Шрифт:
— Как ты можешь меня любить? — нахмурившись, спросил он. — Ты девушка благородного происхождения. Почему ты хочешь стать моей женой?
— Я тебе уже говорила, — ответила она. — Я вижу в твоей душе доброту, и мы оба знаем, что между нами существует страсть.
Он отвернулся и, подойдя к окну, стал смотреть на поля на другой стороне озера и на виднеющийся вдалеке лес.
— Но что, если бы я только что взял и убил твоего Ричарда? Что, если бы я пронзил его сердце ножом прямо у тебя на глазах? Ты и тогда видела бы во мне доброту?
— Он не «мой Ричард», — возразила она. — И ты его не убил.
Не убил, но был очень к этому близок, и какая-то его часть все еще хотела это сделать.
Амелия пересекла комнату и села на диван, а он все смотрел на неподвижную воду озера.
— Он все отрицал насчет Муиры. — Дункан сосредоточился на покое, царящем в природе за стенами замка, потому что не хотел утонуть в водовороте своей ярости. Он был уверен, что дай он ей сейчас волю, и пути назад уже не будет. — Ты считаешь, что я поступил неправильно, бросив его в тюрьму?
— Нет, — покачала головой Амелия. — Я верю в то, что он вел себя бесчестно. Мой дядя тоже в это верит. Он только что рассказал мне кое-что, о чем узнал за минувшую неделю. Некоторые подробности слушать было просто невыносимо. — Она вздохнула. — Дядя побеседовал со многими солдатами и шотландцами и считает, что король тоже должен услышать их рассказы. А кроме всего этого, сегодня я увидела в глазах Ричарда нечто такое, чего я не замечала прежде.
— И что же это было?
— Лживость.
Он поднял голову, посмотрел на небо и увидел взмывшего ввысь черного дрозда.

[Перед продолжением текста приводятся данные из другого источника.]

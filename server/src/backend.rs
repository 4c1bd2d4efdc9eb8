//! Execution of composite queries against the document-search backend.

use async_trait::async_trait;
use serde_json::Value;
use std::time::Duration;
use thiserror::Error;

#[derive(Debug, Clone, Default, PartialEq)]
pub struct SearchHits {
    pub total: u64,
    /// Product uuids in relevance order.
    pub ids: Vec<String>,
}

#[derive(Error, Debug)]
pub enum BackendError {
    #[error("search backend is not configured")]
    NotConfigured,
    #[error("search backend request failed: {0}")]
    Request(#[from] reqwest::Error),
    #[error("search backend answered {status}: {body}")]
    Status { status: u16, body: String },
    #[error("unexpected search backend response: {0}")]
    Malformed(String),
}

#[async_trait]
pub trait SearchBackend: Send + Sync {
    /// `body` is a complete `_search` request body.
    async fn execute(&self, body: &Value) -> Result<SearchHits, BackendError>;
}

/// Elasticsearch-compatible `_search` endpoint.
pub struct ElasticBackend {
    client: reqwest::Client,
    search_url: String,
}

impl ElasticBackend {
    pub fn new(base_url: &str, index: &str, timeout: Duration) -> anyhow::Result<Self> {
        let client = reqwest::Client::builder().timeout(timeout).build()?;
        let search_url = format!("{}/{}/_search", base_url.trim_end_matches('/'), index);
        Ok(Self { client, search_url })
    }
}

#[async_trait]
impl SearchBackend for ElasticBackend {
    async fn execute(&self, body: &Value) -> Result<SearchHits, BackendError> {
        let resp = self.client.post(&self.search_url).json(body).send().await?;
        let status = resp.status();
        if !status.is_success() {
            let body = resp.text().await.unwrap_or_default();
            return Err(BackendError::Status { status: status.as_u16(), body });
        }
        let json: Value = resp.json().await?;
        parse_hits(&json)
    }
}

/// Used when no backend URL is configured.
#[derive(Debug, Default, Clone, Copy)]
pub struct DisabledBackend;

#[async_trait]
impl SearchBackend for DisabledBackend {
    async fn execute(&self, _body: &Value) -> Result<SearchHits, BackendError> {
        Err(BackendError::NotConfigured)
    }
}

/// Reads `hits.total` (object with `value`, or a plain number) and the `_id` of every hit.
pub fn parse_hits(json: &Value) -> Result<SearchHits, BackendError> {
    let hits = json.get("hits").ok_or_else(|| BackendError::Malformed("missing `hits`".into()))?;
    let total = match hits.get("total") {
        Some(Value::Number(n)) => n.as_u64(),
        Some(obj @ Value::Object(_)) => obj.get("value").and_then(Value::as_u64),
        _ => None,
    };
    let list = hits
        .get("hits")
        .and_then(Value::as_array)
        .ok_or_else(|| BackendError::Malformed("missing `hits.hits`".into()))?;
    let ids: Vec<String> = list
        .iter()
        .filter_map(|hit| hit.get("_id").and_then(Value::as_str).map(str::to_string))
        .collect();
    Ok(SearchHits { total: total.unwrap_or(ids.len() as u64), ids })
}

#[cfg(test)]
mod tests {
    use super::*;
    use serde_json::json;

    #[test]
    fn parses_both_total_shapes() {
        let modern = json!({"hits": {"total": {"value": 12, "relation": "eq"}, "hits": [{"_id": "a"}, {"_id": "b"}]}});
        assert_eq!(parse_hits(&modern).unwrap(), SearchHits { total: 12, ids: vec!["a".into(), "b".into()] });
        let legacy = json!({"hits": {"total": 3, "hits": [{"_id": "a"}]}});
        assert_eq!(parse_hits(&legacy).unwrap().total, 3);
    }

    #[test]
    fn rejects_missing_hits() {
        assert!(matches!(parse_hits(&json!({"took": 1})), Err(BackendError::Malformed(_))));
    }
}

— И почему же ты не замечала этого прежде, девушка?
— Потому что до встречи с тобой, — продолжала она, — я была наивной и неопытной и совершенно не знала жизни. Я была поглощена страхом потерять отца и остаться в одиночестве. И вот его нет, но взгляни на меня. Я выжила, и обнаружилось, что у меня есть ум и довольно сильная воля. Я ведь выжила, столкнувшись с тобой, разве не так?
Он обернулся к ней.
— Но теперь ты поглощена страстью ко мне и тому, что мы вместе делаем в постели. Такие вещи способны ослепить кого угодно, знаешь ли.
Она еле заметно улыбнулась и покачала головой.
— Я не слепа, Дункан. Я отчетливо вижу твои раны. Они многочисленны и глубоки.
Он судорожно сглотнул, борясь с неожиданно захлестнувшей его волной отчаяния. Он не привык испытывать подобные чувства. Что с ним сделала эта женщина?
— Я не хочу тебя разочаровать.
— Пока что тебе это удалось, — без малейших колебаний ответила Амелия, что обеспокоило его еще больше, потому что он был недостоин такого доверия. — Даже наоборот, — добавила она. — Особенно после того, что я увидела сегодня. Я знаю, как тебе было трудно.
— Это была настоящая пытка.
Но он мог бы поведать ей еще очень многое. Например, какую боль ему причинила ссора с Ангусом, его самым близким другом, и как он ненавидел ее в тот момент за то, что она не оставила ему выбора.
Но он не мог ей этого сказать. Он и сам не желал больше испытывать подобные чувства. Он знал, что ему придется похоронить и их, и многое другое.
Дункан отвернулся к окну и снова уставился на озеро, гадая, как долго будет тянуться «правильное» цивилизованное расследование.
Позже Амелия вошла в библиотеку, где вдоль шкафов с книгами расхаживал взад-вперед ее дядя.
— Ты хотел меня видеть?
— Да.
Он протянул ей руку и подвел к стулу, а сам продолжил мерить шагами комнату.
— Тебя что-то беспокоит, дядя?
Наконец он остановился и посмотрел на нее. Его щеки горели румянцем.
— Я размышлял о том, чему стал сегодня свидетелем. О событиях в банкетном зале. Они меня глубоко встревожили.
Решив во что бы то ни стало сохранять спокойствие, она сложила руки на коленях.
— И что же тебя тревожит?
Он снова начал ходить по комнате.
— Я не изменил своего мнения о Ричарде Беннетте. Я по-прежнему считаю его негодяем, которого необходимо остановить, но мне не дает покоя другое. — Он посмотрел на племянницу. — Тот варвар, который замахнулся на Беннетта клеймором, ну, они называли его Ангусом… Амелия, это Мясник?
Она изумленно заморгала, не сводя глаз с дяди.
— Что ты, дядя, вовсе нет.
Он продолжал испытующе всматриваться ей в лицо.